**Your assignment:** Transcribe every entry exactly, with nothing added or left out.

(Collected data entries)
━━━
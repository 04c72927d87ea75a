//! In-memory record cache.
//!
//! Maps a [`Question`] to the records that answer it, consulted before any
//! upstream relay. Lookup is an exact structural match on name, type and
//! class; no suffix or wildcard matching. Staleness is checked lazily at
//! lookup time against the records' TTLs; there is no background eviction.

use std::{
    collections::HashMap,
    net::Ipv4Addr,
    sync::{Arc, Mutex},
    time::Instant,
};

use log::{debug, warn};

use crate::message::Question;
use crate::records::{rtype, RecordData, ResourceRecord, CLASS_IN};

/// TTL given to entries seeded from a hosts file, in seconds.
pub const SEED_TTL: u32 = 86_400;

/// One cached answer set and the moment it was inserted.
#[derive(Debug, Clone)]
struct CacheEntry {
    records: Vec<ResourceRecord>,
    inserted: Instant,
}

impl CacheEntry {
    /// An entry stays fresh until its age exceeds the smallest TTL among
    /// its records.
    fn is_fresh(&self, now: Instant) -> bool {
        let min_ttl = self.records.iter().map(|r| r.ttl).min().unwrap_or(0);
        now.duration_since(self.inserted).as_secs() <= min_ttl as u64
    }
}

/// Cache of resolved answers, shared across request handler tasks.
///
/// The map is guarded by a mutex so a concurrent `set` can never be
/// observed half-inserted by a `get`.
#[derive(Debug, Clone, Default)]
pub struct DnsCache {
    entries: Arc<Mutex<HashMap<Question, CacheEntry>>>,
}

impl DnsCache {
    /// Create an empty cache.
    pub fn new() -> Self {
        Self::default()
    }

    /// Look up the cached records for a question.
    ///
    /// Returns copies of the records, or `None` on a miss. A stale entry
    /// is dropped and reported as a miss.
    pub fn get(&self, question: &Question) -> Option<Vec<ResourceRecord>> {
        let mut entries = self.entries.lock().unwrap();
        match entries.get(question) {
            Some(entry) if entry.is_fresh(Instant::now()) => Some(entry.records.clone()),
            Some(_) => {
                debug!("evicting stale cache entry for {}", question.name);
                entries.remove(question);
                None
            }
            None => None,
        }
    }

    /// Store records for a question, replacing any existing entry.
    pub fn set(&self, question: Question, records: Vec<ResourceRecord>) {
        let mut entries = self.entries.lock().unwrap();
        entries.insert(
            question,
            CacheEntry {
                records,
                inserted: Instant::now(),
            },
        );
    }

    /// Seed A-record entries from `(ipv4 string, domain name)` pairs.
    ///
    /// Pairs with an unparseable address are skipped with a warning.
    /// Comment filtering is the hosts collaborator's job, not the cache's.
    ///
    /// # Returns
    /// The number of entries seeded.
    pub fn load<I>(&self, pairs: I) -> usize
    where
        I: IntoIterator<Item = (String, String)>,
    {
        let mut seeded = 0;
        for (ip, name) in pairs {
            let addr: Ipv4Addr = match ip.parse() {
                Ok(addr) => addr,
                Err(_) => {
                    warn!("skipping hosts entry with unparseable address: {}", ip);
                    continue;
                }
            };
            let question = Question {
                name: name.clone(),
                qtype: rtype::A,
                qclass: CLASS_IN,
            };
            let record = ResourceRecord {
                name,
                rtype: rtype::A,
                rclass: CLASS_IN,
                ttl: SEED_TTL,
                data: RecordData::A(addr),
            };
            self.set(question, vec![record]);
            seeded += 1;
        }
        seeded
    }

    /// Number of live entries, stale ones included.
    pub fn len(&self) -> usize {
        self.entries.lock().unwrap().len()
    }

    /// Whether the cache holds no entries.
    pub fn is_empty(&self) -> bool {
        self.len() == 0
    }
}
━━━
**Expected answer:**
repository 04c72927d87ea75a
//! In-memory record cache.
//!
//! Maps a [`Question`] to the records that answer it, consulted before any
//! upstream relay. Lookup is an exact structural match on name, type and
//! class; no suffix or wildcard matching. Staleness is checked lazily at
//! lookup time against the records' TTLs; there is no background eviction.

use std::{
    collections::HashMap,
    net::Ipv4Addr,
    sync::{Arc, Mutex},
    time::Instant,
};

use log::{debug, warn};

use crate::message::Question;
use crate::records::{rtype, RecordData, ResourceRecord, CLASS_IN};

/// TTL given to entries seeded from a hosts file, in seconds.
pub const SEED_TTL: u32 = 86_400;

/// One cached answer set and the moment it was inserted.
#[derive(Debug, Clone)]
struct CacheEntry {
    records: Vec<ResourceRecord>,
    inserted: Instant,
}

impl CacheEntry {
    /// An entry stays fresh until its age exceeds the smallest TTL among
    /// its records.
    fn is_fresh(&self, now: Instant) -> bool {
        let min_ttl = self.records.iter().map(|r| r.ttl).min().unwrap_or(0);
        now.duration_since(self.inserted).as_secs() <= min_ttl as u64
    }
}

/// Cache of resolved answers, shared across request handler tasks.
///
/// The map is guarded by a mutex so a concurrent `set` can never be
/// observed half-inserted by a `get`.
#[derive(Debug, Clone, Default)]
pub struct DnsCache {
    entries: Arc<Mutex<HashMap<Question, CacheEntry>>>,
}

impl DnsCache {
    /// Create an empty cache.
    pub fn new() -> Self {
        Self::default()
    }

    /// Look up the cached records for a question.
    ///
    /// Returns copies of the records, or `None` on a miss. A stale entry
    /// is dropped and reported as a miss.
    pub fn get(&self, question: &Question) -> Option<Vec<ResourceRecord>> {
        let mut entries = self.entries.lock().unwrap();
        match entries.get(question) {
            Some(entry) if entry.is_fresh(Instant::now()) => Some(entry.records.clone()),
            Some(_) => {
                debug!("evicting stale cache entry for {}", question.name);
                entries.remove(question);
                None
            }
            None => None,
        }
    }

    /// Store records for a question, replacing any existing entry.
    pub fn set(&self, question: Question, records: Vec<ResourceRecord>) {
        let mut entries = self.entries.lock().unwrap();
        entries.insert(
            question,
            CacheEntry {
                records,
                inserted: Instant::now(),
            },
        );
    }

    /// Seed A-record entries from `(ipv4 string, domain name)` pairs.
    ///
    /// Pairs with an unparseable address are skipped with a warning.
    /// Comment filtering is the hosts collaborator's job, not the cache's.
    ///
    /// # Returns
    /// The number of entries seeded.
    pub fn load<I>(&self, pairs: I) -> usize
    where
        I: IntoIterator<Item = (String, String)>,
    {
        let mut seeded = 0;
        for (ip, name) in pairs {
            let addr: Ipv4Addr = match ip.parse() {
                Ok(addr) => addr,
                Err(_) => {
                    warn!("skipping hosts entry with unparseable address: {}", ip);
                    continue;
                }
            };
            let question = Question {
                name: name.clone(),
                qtype: rtype::A,
                qclass: CLASS_IN,
            };
            let record = ResourceRecord {
                name,
                rtype: rtype::A,
                rclass: CLASS_IN,
                ttl: SEED_TTL,
                data: RecordData::A(addr),
            };
            self.set(question, vec![record]);
            seeded += 1;
        }
        seeded
    }

    /// Number of live entries, stale ones included.
    pub fn len(&self) -> usize {
        self.entries.lock().unwrap().len()
    }

    /// Whether the cache holds no entries.
    pub fn is_empty(&self) -> bool {
        self.len() == 0
    }
}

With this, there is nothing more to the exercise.